• **What the exercise asks**
For the entries below, report the number of lines where the string "true" appears, and only that number.

• **Given data**
⁂

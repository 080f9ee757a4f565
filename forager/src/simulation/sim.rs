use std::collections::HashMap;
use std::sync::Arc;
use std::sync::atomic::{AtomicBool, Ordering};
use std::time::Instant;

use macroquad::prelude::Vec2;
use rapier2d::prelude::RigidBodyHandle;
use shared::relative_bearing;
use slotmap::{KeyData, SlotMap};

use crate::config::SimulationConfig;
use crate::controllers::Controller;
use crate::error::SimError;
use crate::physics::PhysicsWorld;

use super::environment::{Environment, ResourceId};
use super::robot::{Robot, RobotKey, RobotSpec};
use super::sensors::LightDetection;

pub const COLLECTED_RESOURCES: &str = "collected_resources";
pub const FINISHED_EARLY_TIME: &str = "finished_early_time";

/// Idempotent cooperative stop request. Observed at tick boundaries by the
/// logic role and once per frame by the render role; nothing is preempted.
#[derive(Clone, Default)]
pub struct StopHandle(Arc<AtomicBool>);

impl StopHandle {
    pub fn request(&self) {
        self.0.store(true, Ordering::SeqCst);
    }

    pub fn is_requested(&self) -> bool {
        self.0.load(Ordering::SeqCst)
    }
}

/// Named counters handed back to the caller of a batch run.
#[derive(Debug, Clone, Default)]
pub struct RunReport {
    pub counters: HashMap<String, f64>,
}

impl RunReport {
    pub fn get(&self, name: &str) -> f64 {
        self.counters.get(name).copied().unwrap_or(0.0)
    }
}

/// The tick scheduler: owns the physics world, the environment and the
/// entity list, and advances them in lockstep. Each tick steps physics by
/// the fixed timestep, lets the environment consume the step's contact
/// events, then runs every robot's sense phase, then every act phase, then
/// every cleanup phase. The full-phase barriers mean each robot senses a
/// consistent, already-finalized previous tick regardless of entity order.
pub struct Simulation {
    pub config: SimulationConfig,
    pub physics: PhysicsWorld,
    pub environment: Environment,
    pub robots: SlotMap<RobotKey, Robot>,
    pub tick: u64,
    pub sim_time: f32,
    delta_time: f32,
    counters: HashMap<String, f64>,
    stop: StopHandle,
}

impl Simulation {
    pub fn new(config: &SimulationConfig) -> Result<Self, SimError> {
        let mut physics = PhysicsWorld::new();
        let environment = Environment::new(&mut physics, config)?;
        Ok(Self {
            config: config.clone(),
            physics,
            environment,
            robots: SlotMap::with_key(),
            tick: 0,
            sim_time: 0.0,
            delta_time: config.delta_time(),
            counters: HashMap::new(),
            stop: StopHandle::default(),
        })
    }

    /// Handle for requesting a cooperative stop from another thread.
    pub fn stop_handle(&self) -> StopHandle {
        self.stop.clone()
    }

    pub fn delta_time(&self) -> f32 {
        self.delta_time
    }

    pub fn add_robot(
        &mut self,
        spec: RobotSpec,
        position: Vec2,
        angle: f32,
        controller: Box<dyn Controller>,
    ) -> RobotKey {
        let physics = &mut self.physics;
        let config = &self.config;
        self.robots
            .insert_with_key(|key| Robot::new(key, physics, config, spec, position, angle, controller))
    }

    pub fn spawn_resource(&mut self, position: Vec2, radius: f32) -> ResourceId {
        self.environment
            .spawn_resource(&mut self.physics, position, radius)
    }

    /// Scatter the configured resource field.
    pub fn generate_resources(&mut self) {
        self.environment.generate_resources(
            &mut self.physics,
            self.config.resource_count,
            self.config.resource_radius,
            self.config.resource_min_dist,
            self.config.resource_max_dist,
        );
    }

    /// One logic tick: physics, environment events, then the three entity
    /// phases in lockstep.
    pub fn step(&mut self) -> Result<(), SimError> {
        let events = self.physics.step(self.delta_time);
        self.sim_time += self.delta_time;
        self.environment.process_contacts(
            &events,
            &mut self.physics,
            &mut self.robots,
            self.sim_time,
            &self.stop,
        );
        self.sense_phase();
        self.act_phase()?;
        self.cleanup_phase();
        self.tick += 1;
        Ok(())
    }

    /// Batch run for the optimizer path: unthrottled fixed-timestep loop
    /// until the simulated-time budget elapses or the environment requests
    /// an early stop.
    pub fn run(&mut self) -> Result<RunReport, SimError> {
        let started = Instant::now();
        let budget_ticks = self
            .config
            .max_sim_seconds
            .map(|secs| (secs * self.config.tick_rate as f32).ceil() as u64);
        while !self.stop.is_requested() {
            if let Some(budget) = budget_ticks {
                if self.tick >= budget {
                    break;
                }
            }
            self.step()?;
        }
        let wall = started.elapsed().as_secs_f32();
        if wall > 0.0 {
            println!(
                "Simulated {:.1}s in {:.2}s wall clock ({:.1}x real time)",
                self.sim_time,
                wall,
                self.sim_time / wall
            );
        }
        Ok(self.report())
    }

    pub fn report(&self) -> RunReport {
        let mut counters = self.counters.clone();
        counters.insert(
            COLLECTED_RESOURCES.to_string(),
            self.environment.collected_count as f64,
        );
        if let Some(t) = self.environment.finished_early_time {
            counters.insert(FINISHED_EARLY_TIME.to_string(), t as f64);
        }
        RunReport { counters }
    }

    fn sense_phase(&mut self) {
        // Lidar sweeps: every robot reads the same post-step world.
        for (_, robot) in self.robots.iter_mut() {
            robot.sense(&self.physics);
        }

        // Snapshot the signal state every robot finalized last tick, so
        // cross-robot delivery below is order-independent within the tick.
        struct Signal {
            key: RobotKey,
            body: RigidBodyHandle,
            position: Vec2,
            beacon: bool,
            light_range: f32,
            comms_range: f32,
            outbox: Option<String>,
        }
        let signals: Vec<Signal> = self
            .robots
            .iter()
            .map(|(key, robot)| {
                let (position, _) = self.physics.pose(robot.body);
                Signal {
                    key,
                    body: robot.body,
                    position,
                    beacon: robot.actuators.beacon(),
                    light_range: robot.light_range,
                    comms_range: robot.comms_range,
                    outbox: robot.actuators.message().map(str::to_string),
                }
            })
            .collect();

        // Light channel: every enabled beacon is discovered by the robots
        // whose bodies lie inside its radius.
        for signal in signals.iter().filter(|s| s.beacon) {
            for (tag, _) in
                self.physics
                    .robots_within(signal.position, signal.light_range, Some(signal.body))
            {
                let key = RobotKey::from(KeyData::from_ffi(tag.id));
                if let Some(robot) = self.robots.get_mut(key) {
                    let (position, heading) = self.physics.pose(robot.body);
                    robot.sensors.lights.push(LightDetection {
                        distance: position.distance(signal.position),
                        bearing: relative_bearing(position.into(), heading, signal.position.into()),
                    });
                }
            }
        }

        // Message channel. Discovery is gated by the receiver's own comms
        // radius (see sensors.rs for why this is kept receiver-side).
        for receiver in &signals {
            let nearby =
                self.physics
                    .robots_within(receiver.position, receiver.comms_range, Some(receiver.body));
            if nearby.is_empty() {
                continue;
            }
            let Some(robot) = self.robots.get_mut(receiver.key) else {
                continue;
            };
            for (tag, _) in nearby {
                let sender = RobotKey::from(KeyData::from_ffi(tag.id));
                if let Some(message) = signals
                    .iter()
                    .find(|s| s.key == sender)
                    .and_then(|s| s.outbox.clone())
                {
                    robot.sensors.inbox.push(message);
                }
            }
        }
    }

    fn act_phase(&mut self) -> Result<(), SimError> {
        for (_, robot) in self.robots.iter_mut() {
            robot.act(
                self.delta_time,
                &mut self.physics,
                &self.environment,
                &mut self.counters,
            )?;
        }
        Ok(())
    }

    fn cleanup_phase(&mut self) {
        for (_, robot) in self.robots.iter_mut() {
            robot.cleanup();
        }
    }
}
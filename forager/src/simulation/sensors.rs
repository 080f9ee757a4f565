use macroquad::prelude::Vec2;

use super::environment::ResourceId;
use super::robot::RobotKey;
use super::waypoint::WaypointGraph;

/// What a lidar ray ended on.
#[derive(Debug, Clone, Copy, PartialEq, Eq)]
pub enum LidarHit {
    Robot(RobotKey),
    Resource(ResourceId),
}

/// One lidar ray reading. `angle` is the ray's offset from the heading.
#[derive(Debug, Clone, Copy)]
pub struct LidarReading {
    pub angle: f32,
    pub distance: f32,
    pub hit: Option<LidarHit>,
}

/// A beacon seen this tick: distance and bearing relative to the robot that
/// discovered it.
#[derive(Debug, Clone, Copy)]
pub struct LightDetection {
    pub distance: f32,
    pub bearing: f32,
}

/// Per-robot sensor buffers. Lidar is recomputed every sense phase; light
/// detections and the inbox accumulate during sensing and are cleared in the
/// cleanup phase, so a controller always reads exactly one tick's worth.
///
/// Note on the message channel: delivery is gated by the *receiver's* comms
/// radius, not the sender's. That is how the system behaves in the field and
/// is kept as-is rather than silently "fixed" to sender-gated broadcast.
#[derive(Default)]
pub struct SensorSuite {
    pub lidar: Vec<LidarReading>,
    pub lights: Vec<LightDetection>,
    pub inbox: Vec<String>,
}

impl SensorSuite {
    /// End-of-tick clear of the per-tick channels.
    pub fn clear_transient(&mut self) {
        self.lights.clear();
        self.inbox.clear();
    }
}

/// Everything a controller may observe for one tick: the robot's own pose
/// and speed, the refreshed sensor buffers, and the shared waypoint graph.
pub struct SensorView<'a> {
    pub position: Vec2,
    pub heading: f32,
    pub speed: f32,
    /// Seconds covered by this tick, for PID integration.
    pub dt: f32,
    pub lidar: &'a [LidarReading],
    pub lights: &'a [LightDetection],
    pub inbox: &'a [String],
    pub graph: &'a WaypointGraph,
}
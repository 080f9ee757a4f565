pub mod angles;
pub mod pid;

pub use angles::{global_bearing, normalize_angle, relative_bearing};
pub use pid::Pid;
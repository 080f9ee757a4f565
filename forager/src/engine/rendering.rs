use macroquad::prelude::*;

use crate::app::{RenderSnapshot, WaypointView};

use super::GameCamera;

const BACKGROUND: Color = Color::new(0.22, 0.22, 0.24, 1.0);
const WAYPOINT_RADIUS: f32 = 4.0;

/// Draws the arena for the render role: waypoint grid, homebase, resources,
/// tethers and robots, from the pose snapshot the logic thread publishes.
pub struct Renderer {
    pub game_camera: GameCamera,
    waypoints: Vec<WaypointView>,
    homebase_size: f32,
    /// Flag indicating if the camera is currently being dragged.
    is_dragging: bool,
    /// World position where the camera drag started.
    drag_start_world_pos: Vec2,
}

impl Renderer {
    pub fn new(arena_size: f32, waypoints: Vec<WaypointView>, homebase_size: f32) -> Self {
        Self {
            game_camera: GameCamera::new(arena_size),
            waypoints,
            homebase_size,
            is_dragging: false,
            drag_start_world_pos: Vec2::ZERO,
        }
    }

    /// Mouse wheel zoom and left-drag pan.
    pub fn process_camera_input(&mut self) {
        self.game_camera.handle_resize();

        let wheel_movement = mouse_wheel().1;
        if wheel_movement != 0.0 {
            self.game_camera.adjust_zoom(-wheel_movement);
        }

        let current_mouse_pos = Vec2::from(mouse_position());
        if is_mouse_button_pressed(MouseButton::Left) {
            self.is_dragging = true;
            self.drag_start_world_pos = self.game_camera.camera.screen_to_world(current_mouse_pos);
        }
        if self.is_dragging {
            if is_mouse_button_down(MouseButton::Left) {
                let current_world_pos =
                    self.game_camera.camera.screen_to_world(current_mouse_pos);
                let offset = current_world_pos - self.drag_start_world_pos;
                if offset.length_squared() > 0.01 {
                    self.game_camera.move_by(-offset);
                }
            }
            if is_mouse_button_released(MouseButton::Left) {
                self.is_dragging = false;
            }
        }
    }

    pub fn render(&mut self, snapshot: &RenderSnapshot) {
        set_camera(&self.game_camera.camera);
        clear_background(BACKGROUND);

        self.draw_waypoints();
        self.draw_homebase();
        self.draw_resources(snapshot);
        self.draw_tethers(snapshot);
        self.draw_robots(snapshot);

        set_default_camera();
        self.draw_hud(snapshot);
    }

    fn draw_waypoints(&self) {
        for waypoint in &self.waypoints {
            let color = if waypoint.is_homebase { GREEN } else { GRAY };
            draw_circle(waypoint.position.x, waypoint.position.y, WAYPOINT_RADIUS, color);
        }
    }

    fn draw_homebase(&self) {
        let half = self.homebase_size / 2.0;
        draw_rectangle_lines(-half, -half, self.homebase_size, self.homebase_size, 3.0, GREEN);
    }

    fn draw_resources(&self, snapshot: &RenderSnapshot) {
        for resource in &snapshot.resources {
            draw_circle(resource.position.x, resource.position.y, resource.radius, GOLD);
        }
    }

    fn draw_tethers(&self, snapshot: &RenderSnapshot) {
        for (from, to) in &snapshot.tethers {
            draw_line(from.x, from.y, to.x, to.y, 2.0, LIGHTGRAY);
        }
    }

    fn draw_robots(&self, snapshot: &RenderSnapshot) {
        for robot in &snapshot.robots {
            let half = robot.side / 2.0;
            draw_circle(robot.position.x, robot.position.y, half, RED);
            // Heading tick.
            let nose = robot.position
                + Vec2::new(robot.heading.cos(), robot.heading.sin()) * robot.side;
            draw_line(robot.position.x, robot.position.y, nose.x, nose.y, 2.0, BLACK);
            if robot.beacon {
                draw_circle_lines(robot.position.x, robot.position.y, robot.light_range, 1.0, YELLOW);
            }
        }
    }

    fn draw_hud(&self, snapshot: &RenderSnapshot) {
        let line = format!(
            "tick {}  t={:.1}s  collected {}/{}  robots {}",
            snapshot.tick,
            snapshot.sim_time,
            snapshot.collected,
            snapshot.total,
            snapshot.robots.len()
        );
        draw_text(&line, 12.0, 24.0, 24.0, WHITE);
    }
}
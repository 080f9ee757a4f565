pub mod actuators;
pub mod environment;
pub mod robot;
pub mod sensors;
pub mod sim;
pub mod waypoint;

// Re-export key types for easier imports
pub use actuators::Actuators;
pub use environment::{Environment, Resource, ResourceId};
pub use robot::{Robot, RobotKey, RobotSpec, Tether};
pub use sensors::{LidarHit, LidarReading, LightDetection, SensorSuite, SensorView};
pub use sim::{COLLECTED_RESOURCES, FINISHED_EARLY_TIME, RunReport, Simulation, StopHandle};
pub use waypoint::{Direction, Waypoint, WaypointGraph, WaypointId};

⁂

• **Written solution**
2